I know nothing about this breeder or the dogs in question so take my opinion for what it's worth. In fact I know very little about anything, but to my mind clauses like that are either admitting a deficiency in the dogs or giving them an out should you try and claim anything.


----------



## MineAreWorkingline (May 2, 2015)

razorseal said:


> These all look like high end well trained dogs?
> 
> I don't have a problem with German showline. I assume they are still have their protection personalities, and good temperament. It was the american showlines I wasn't interested in.


I own working line dogs but do have a West German show line. They are all good dogs.
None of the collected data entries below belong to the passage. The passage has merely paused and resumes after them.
//! Frontend Models
//!
//! Data structures persisted to browser storage.

use serde::{Deserialize, Serialize};

/// Item identifier, derived from the millisecond clock at creation time
pub type ItemId = u64;

/// A single to-do entry
#[derive(Debug, Clone, PartialEq, Eq, Serialize, Deserialize)]
pub struct Item {
    pub id: ItemId,
    #[serde(default)]
    pub text: String,
    #[serde(default)]
    pub completed: bool,
}

impl Item {
    /// Create a fresh, empty, not-yet-completed item
    pub fn new(id: ItemId) -> Self {
        Self {
            id,
            text: String::new(),
            completed: false,
        }
    }
}

/// Pick an id for a new item.
///
/// Follows the clock, but always lands above every id already in `items`
/// so two items created in the same millisecond never collide.
/// `None` once the largest id is `ItemId::MAX`.
pub fn next_id(items: &[Item], now_ms: u64) -> Option<ItemId> {
    match items.iter().map(|item| item.id).max() {
        Some(max) if max >= now_ms => max.checked_add(1),
        _ => Some(now_ms),
    }
}

/// First id that appears more than once, if any
pub fn duplicate_id(items: &[Item]) -> Option<ItemId> {
    let mut seen = std::collections::HashSet::with_capacity(items.len());
    items.iter().map(|item| item.id).find(|id| !seen.insert(*id))
}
I just would like to point out that as a rule of thumb, show line breeders tend to breed for conformation as a priority, where working line breeders prioritize temperament. It is something to keep in mind in your search.


----------



## Jenny720 (Nov 21, 2014)

Any breeder including working line can have their priorities unblalnced and leaning to one side. So again important to find that breeder that you trust and is reputable and meet their dogs.


----------



## MineAreWorkingline (May 2, 2015)

Just don't expect the same "...they still have their protection personalities, and good temperament" from both lines of GSDs. It is just simply not the that way for most.


----------



## wolfstraum (May 2, 2003)

First off - they are definitely showlines as stated by every one else....
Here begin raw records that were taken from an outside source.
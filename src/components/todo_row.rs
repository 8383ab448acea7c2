//! Todo Row Component
//!
//! One item: completion checkbox, editable text, delete button.

use leptos::prelude::*;

use crate::models::ItemId;
use crate::reducer::Action;
use crate::store::Dispatcher;

/// A single item row, reading its fields live from the store
#[component]
pub fn TodoRow(id: ItemId, dispatcher: Dispatcher) -> impl IntoView {
    let completed = move || dispatcher.item(id).map(|item| item.completed).unwrap_or(false);
    let text = move || dispatcher.item(id).map(|item| item.text).unwrap_or_default();

    view! {
        <div class=move || if completed() { "todo-row completed" } else { "todo-row" }>
            <input
                type="checkbox"
                prop:checked=completed
                on:change=move |_| dispatcher.dispatch(Action::Completed(id))
            />
            <input
                type="text"
                prop:value=text
                on:input=move |ev| {
                    dispatcher.dispatch(Action::UpdateText { id, value: event_target_value(&ev) })
                }
            />
            <button class="delete-btn" on:click=move |_| dispatcher.dispatch(Action::Delete(id))>
                "X"
            </button>
        </div>
    }
}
Showlines are 99.999 % always tan/red/brown with a black saddle....there are some black and tan working lines, but only a small percentage.


The one thing that does concern me is that the sire is line bred on Nero Nobachtal. This dog was the center of a HUGE controversy within the SV a few years back. He had elbow surgery - many stories why - but his papers were pulled and there were some consequential actions taken to limit breeding from already registered progeny - maybe even papers pulled on many. There were some in other countries that were not affected, thus the very strong success of Teejay Wilhendorf....who was a 4x VA dog in the US in WDA/NASS...

I would do some research on previous pups from the sire and want to be sure he was producing passing hips and elbows....the one female had alot of fast normals....

IMO - there is a higher incidence of less than good hips in showlines due to heavy line breeding and backmassing on dogs who were poor hip producers....

As far as temperament and "protection ability"??? The priority of showline breeding, esp in the SV world is STRUCTURE (often called "anatomy").....not working ability.....I would not count on any working or natural guarding instincts - some do, some don't, have this....hard to say, it is a random quality from my observations.

Never heard of the kennel - all dogs look to have been imported with credentials in place......to me, personally - that is a bit of a red flag.....commercial breeder - do they actually have any experience and knowledge of the breed ?? do they have youngsters that they are training to title so they can add them to their breeding program or is it just a business to sell puppies??


Lee


----------



## Sunsilver (Apr 8, 2014)

Even at the highest level (sieger show in Germany) many of the show line dogs fail their protection tests, so it is unwise to assume a show line dog will be a good protector of the home. 

I would ask to see the parents, to get an idea of their temperaments. Ask the breeder for specifics: do they bark at strangers? How do they react to a visitor coming into their kennel or the house? Are the ever IN the house, or are they strictly kennel dogs? (Warning red flag: means a commercial breeder, who is in it for the money, and likely does not have a good idea of what his dogs bring to the table in terms of temperament and working ability.)


----------



## razorseal (Apr 26, 2018)

Well, you guys can't say I didn't do my research...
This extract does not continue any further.